Community College of Allegheny County defends policy to free-speech group


Jun 02, 2009 (The Pittsburgh Tribune-Review - McClatchy-Tribune Information Services via COMTEX) -- The Community College of Allegheny County said Monday it objects to a student's failure to seek permission to create a pro-gun campus group, not to the mission of such an organization.



In a letter to a First Amendment group that took up the student's cause, CCAC Solicitor Mike Adams said Christine Brashier failed to get permission to post fliers seeking supporters for a chapter of Students for Concealed Carry on Campus. The national organization opposes university and college policies that prohibit handguns on campuses, even by non-law enforcement officials licensed to carry concealed weapons.

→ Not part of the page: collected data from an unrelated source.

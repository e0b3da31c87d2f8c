//! # Gossip Relay
//!
//! Topic membership, publication and the receive loop for shard-scoped
//! gossip. Topics are derived from (location, kind) by
//! [`crate::network::topic::topic_name`], so every node lands in the same
//! mesh for the same shard.
//!
//! ## Delivery
//!
//! Each subscription gets a small forwarder task that copies engine
//! messages into one shared inbound queue. [`GossipRelay::start`] spawns
//! the receive loop that drains that queue, decodes each message by its
//! topic suffix and pushes the result into a bounded [`Delivery`] channel.
//! The consumer of that channel (the node's intake task) decides what to
//! do with it, so no cache lock is ever taken from inside the gossip path.
//!
//! A message that fails to decode is logged and dropped. It never stops the
//! loop.

use std::sync::Arc;

use dashmap::DashMap;
use libp2p::PeerId;
use parking_lot::Mutex;
use thiserror::Error;
use tokio::sync::mpsc;
use tokio::task::JoinHandle;
use tracing::{debug, info, warn};

use crate::config::GOSSIP_CHANNEL_CAPACITY;
use crate::network::stats::NetworkStats;
use crate::network::topic::{data_kind_from_topic, topic_name, AddressingError, DataKind};
use crate::network::transport::{GossipEngine, GossipMessage};
use crate::types::{Block, Header, Location, Transaction};
use crate::wire::codec::{decode_data, encode_data};
use crate::wire::{CodecError, Payload};

#[derive(Debug, Clone, PartialEq, Eq, Error)]
pub enum GossipError {
    #[error("not subscribed to topic {0}")]
    NotSubscribed(String),

    #[error("failed to join topic {0}: {1}")]
    Join(String, String),

    #[error("failed to subscribe to topic {0}: {1}")]
    Subscribe(String, String),

    #[error("failed to publish on topic {0}: {1}")]
    Publish(String, String),

    #[error("failed to list peers on topic {0}: {1}")]
    ListPeers(String, String),

    #[error("gossip receive loop already started")]
    AlreadyStarted,

    #[error(transparent)]
    Addressing(#[from] AddressingError),

    #[error(transparent)]
    Codec(#[from] CodecError),
}

/// A decoded gossip message.
#[derive(Debug, Clone, PartialEq, Eq)]
pub struct Delivery {
    pub topic: String,
    pub source: PeerId,
    pub payload: Payload,
}

pub struct GossipRelay {
    engine: Arc<dyn GossipEngine>,
    /// Forwarder task per subscribed topic.
    subscriptions: DashMap<String, JoinHandle<()>>,
    inbound_tx: mpsc::Sender<GossipMessage>,
    inbound_rx: Mutex<Option<mpsc::Receiver<GossipMessage>>>,
    receive_loop: Mutex<Option<JoinHandle<()>>>,
    stats: Arc<NetworkStats>,
}

impl GossipRelay {
    pub fn new(engine: Arc<dyn GossipEngine>, stats: Arc<NetworkStats>) -> Self {
        let (inbound_tx, inbound_rx) = mpsc::channel(GOSSIP_CHANNEL_CAPACITY);
        Self {
            engine,
            subscriptions: DashMap::new(),
            inbound_tx,
            inbound_rx: Mutex::new(Some(inbound_rx)),
            receive_loop: Mutex::new(None),
            stats,
        }
    }

    /// Joins and subscribes to the topic for `kind` data in `location`.
    ///
    /// Subscribing to a topic that is already subscribed does nothing.
    pub async fn subscribe(&self, location: &Location, kind: DataKind) -> Result<(), GossipError> {
        let topic = topic_name(location, kind);
        if self.subscriptions.contains_key(&topic) {
            debug!(%topic, "already subscribed");
            return Ok(());
        }

        self.engine.join(&topic).await?;
        let mut subscription = self.engine.subscribe(&topic).await?;

        let inbound = self.inbound_tx.clone();
        let forwarder = tokio::spawn(async move {
            while let Some(message) = subscription.next().await {
                if inbound.send(message).await.is_err() {
                    break;
                }
            }
        });

        if let Some(previous) = self.subscriptions.insert(topic.clone(), forwarder) {
            previous.abort();
        }
        info!(%topic, "subscribed");
        Ok(())
    }

    /// Leaves the topic and stops its forwarder.
    pub async fn unsubscribe(&self, location: &Location, kind: DataKind) -> Result<(), GossipError> {
        let topic = topic_name(location, kind);
        let (_, forwarder) = self
            .subscriptions
            .remove(&topic)
            .ok_or_else(|| GossipError::NotSubscribed(topic.clone()))?;
        forwarder.abort();
        self.engine.leave(&topic).await?;
        info!(%topic, "unsubscribed");
        Ok(())
    }

    pub fn is_subscribed(&self, location: &Location, kind: DataKind) -> bool {
        self.subscriptions
            .contains_key(&topic_name(location, kind))
    }

    /// Topics currently subscribed, in no particular order.
    pub fn topics(&self) -> Vec<String> {
        self.subscriptions
            .iter()
            .map(|entry| entry.key().clone())
            .collect()
    }

    /// Publishes `payload` on the topic of its own kind in `location`.
    pub async fn broadcast(&self, location: &Location, payload: &Payload) -> Result<(), GossipError> {
        let topic = topic_name(location, DataKind::of(payload));
        if !self.subscriptions.contains_key(&topic) {
            return Err(GossipError::NotSubscribed(topic));
        }

        let data = match payload {
            Payload::Block(block) => encode_data(block)?,
            Payload::Header(header) => encode_data(header)?,
            Payload::Transaction(tx) => encode_data(tx)?,
        };
        debug!(%topic, bytes = data.len(), "broadcasting");
        self.engine.publish(&topic, data).await
    }

    /// Mesh peers on the topic for `kind` data in `location`.
    pub async fn peers_for_topic(
        &self,
        location: &Location,
        kind: DataKind,
    ) -> Result<Vec<PeerId>, GossipError> {
        self.engine.list_peers(&topic_name(location, kind)).await
    }

    /// Spawns the receive loop, which pushes every decoded message into
    /// `sink` until the sink closes. Can only be called once.
    pub fn start(&self, sink: mpsc::Sender<Delivery>) -> Result<(), GossipError> {
        let mut inbound = self
            .inbound_rx
            .lock()
            .take()
            .ok_or(GossipError::AlreadyStarted)?;
        let stats = self.stats.clone();

        let handle = tokio::spawn(async move {
            while let Some(message) = inbound.recv().await {
                let delivery = match decode_message(message) {
                    Ok(delivery) => delivery,
                    Err(err) => {
                        warn!(error = %err, "dropping undecodable gossip message");
                        stats.record_gossip_dropped();
                        continue;
                    }
                };
                stats.record_gossip_received();
                if sink.send(delivery).await.is_err() {
                    debug!("gossip sink closed, stopping receive loop");
                    break;
                }
            }
        });
        *self.receive_loop.lock() = Some(handle);
        Ok(())
    }

    /// Stops every forwarder and the receive loop.
    pub fn shutdown(&self) {
        for entry in self.subscriptions.iter() {
            entry.value().abort();
        }
        self.subscriptions.clear();
        if let Some(handle) = self.receive_loop.lock().take() {
            handle.abort();
        }
    }
}

fn decode_message(message: GossipMessage) -> Result<Delivery, GossipError> {
    let payload = match data_kind_from_topic(&message.topic)? {
        DataKind::Block => Payload::Block(decode_data::<Block>(&message.data)?),
        DataKind::Header => Payload::Header(decode_data::<Header>(&message.data)?),
        DataKind::Transaction => Payload::Transaction(decode_data::<Transaction>(&message.data)?),
    };
    Ok(Delivery {
        topic: message.topic,
        source: message.source,
        payload,
    })
}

In addition, Adams' letter said, the fliers incorrectly implied the group was an established, CCAC-approved group.


"CCAC has not placed and will not place any unlawful restrictions on Ms. Brashier's freedom of association," Adams wrote. "Ms. Brashier will simply be required to follow the appropriate CCAC policy and procedures like other students." College spokesman David Hoovler said fliers posted on campus must be approved by the Office of Student Life, so that bulletin boards are not papered over with "scams and other things that could be harmful to students." Nor can such fliers imply an affiliation with the school if none exists, he said.

Even though the mission of the concealed weapons group runs counter to that of the college's no-weapons policy, Hoovler said the school would not limit a student's ability to form such a group.

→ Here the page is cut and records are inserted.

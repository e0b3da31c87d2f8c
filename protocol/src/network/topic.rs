//! # Shard Addressing
//!
//! Maps a (location, data kind) pair onto the two keys the network layer
//! needs:
//!
//! ```text
//! topic       = "<location-name>/<kind-suffix>"      e.g. "zone-0-0/blocks"
//! routing key = CIDv1(raw, sha2-256(topic bytes))
//! ```
//!
//! Both derivations are pure functions of their inputs. Every node on the
//! network must compute identical bytes, otherwise gossip meshes split and
//! DHT provider records are written under keys nobody queries.

use std::fmt;
use std::str::FromStr;

use libp2p::kad::RecordKey;
use serde::{Deserialize, Serialize};
use sha2::{Digest, Sha256};
use thiserror::Error;

use crate::config::{BLOCK_TOPIC_SUFFIX, HEADER_TOPIC_SUFFIX, TRANSACTION_TOPIC_SUFFIX};
use crate::types::Location;
use crate::wire::{Payload, RequestAction};

/// CIDv1 version byte.
const CID_VERSION: u8 = 0x01;
/// Multicodec for raw binary content.
const CID_CODEC_RAW: u8 = 0x55;
/// Multihash code for sha2-256.
const MULTIHASH_SHA2_256: u8 = 0x12;
/// Digest length of sha2-256.
const MULTIHASH_SHA2_256_LEN: u8 = 0x20;

#[derive(Debug, Clone, PartialEq, Eq, Error)]
pub enum AddressingError {
    #[error("unsupported data kind: {0:?}")]
    UnsupportedDataKind(String),
}

// ---------------------------------------------------------------------------
// Data Kind
// ---------------------------------------------------------------------------

/// The three kinds of content that can be resolved or gossiped.
#[derive(Debug, Clone, Copy, PartialEq, Eq, Hash, Serialize, Deserialize)]
pub enum DataKind {
    Block,
    Header,
    Transaction,
}

impl DataKind {
    pub const ALL: [DataKind; 3] = [DataKind::Block, DataKind::Header, DataKind::Transaction];

    /// Topic suffix for this kind.
    pub fn suffix(self) -> &'static str {
        match self {
            DataKind::Block => BLOCK_TOPIC_SUFFIX,
            DataKind::Header => HEADER_TOPIC_SUFFIX,
            DataKind::Transaction => TRANSACTION_TOPIC_SUFFIX,
        }
    }

    pub fn request_action(self) -> RequestAction {
        match self {
            DataKind::Block => RequestAction::Block,
            DataKind::Header => RequestAction::Header,
            DataKind::Transaction => RequestAction::Transaction,
        }
    }

    pub fn of(payload: &Payload) -> Self {
        match payload {
            Payload::Block(_) => DataKind::Block,
            Payload::Header(_) => DataKind::Header,
            Payload::Transaction(_) => DataKind::Transaction,
        }
    }
}

impl fmt::Display for DataKind {
    fn fmt(&self, f: &mut fmt::Formatter<'_>) -> fmt::Result {
        f.write_str(self.suffix())
    }
}

impl FromStr for DataKind {
    type Err = AddressingError;

    /// Accepts the topic suffixes (`blocks`, `headers`, `transactions`).
    fn from_str(s: &str) -> Result<Self, Self::Err> {
        match s {
            BLOCK_TOPIC_SUFFIX => Ok(DataKind::Block),
            HEADER_TOPIC_SUFFIX => Ok(DataKind::Header),
            TRANSACTION_TOPIC_SUFFIX => Ok(DataKind::Transaction),
            other => Err(AddressingError::UnsupportedDataKind(other.to_string())),
        }
    }
}

// ---------------------------------------------------------------------------
// Topics
// ---------------------------------------------------------------------------

/// Gossip topic for `kind` data in `location`.
pub fn topic_name(location: &Location, kind: DataKind) -> String {
    format!("{}/{}", location.name(), kind.suffix())
}

/// Recovers the data kind from the text after the last `/` of a topic.
pub fn data_kind_from_topic(topic: &str) -> Result<DataKind, AddressingError> {
    let suffix = topic.rsplit('/').next().unwrap_or(topic);
    suffix.parse()
}

// ---------------------------------------------------------------------------
// Routing Keys
// ---------------------------------------------------------------------------

/// DHT provider-record key derived from a topic.
#[derive(Clone, PartialEq, Eq, Hash)]
pub struct RoutingKey(Vec<u8>);

impl RoutingKey {
    pub fn as_bytes(&self) -> &[u8] {
        &self.0
    }

    /// The key in the form the Kademlia behaviour expects.
    pub fn record_key(&self) -> RecordKey {
        RecordKey::new(&self.0)
    }
}

impl fmt::Display for RoutingKey {
    fn fmt(&self, f: &mut fmt::Formatter<'_>) -> fmt::Result {
        f.write_str(&hex::encode(self.as_bytes()))
    }
}

impl fmt::Debug for RoutingKey {
    fn fmt(&self, f: &mut fmt::Formatter<'_>) -> fmt::Result {
        write!(f, "RoutingKey({self})")
    }
}

/// CIDv1 bytes (raw codec, sha2-256 multihash) of the topic's UTF-8 bytes.
pub fn routing_key(topic: &str) -> RoutingKey {
    let digest = Sha256::digest(topic.as_bytes());
    let mut cid = Vec::with_capacity(4 + digest.len());
    cid.extend_from_slice(&[
        CID_VERSION,
        CID_CODEC_RAW,
        MULTIHASH_SHA2_256,
        MULTIHASH_SHA2_256_LEN,
    ]);
    cid.extend_from_slice(&digest);
    RoutingKey(cid)
}

/// Shorthand for `routing_key(&topic_name(location, kind))`.
pub fn routing_key_for(location: &Location, kind: DataKind) -> RoutingKey {
    routing_key(&topic_name(location, kind))
}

Brashier, 24, of Squirrel Hill did not immediately return a phone call seeking comment.

Robert L. Shibley, vice president for the Philadelphia-based Foundation for Individual Rights in Education, which publicized her cause, said the college is claiming an overly broad power to review every piece of literature that appears on campus.

"No public college has the right to require prior approval of noncommercial handbills," Shibley said. "Using CCAC's reasoning, Thomas Paine should have sought the British government's permission to distribute his pamphlet 'Common Sense.' " Shibley said his group would continue to fight what he called CCAC's censorship. He said a lawsuit is not out of the question.

To see more of The Pittsburgh Tribune-Review or to subscribe to the newspaper, go to http://www.pittsburghlive.com/x/pittsburghtrib/. Copyright (c) 2009, The Pittsburgh Tribune-Review Distributed by McClatchy-Tribune Information Services.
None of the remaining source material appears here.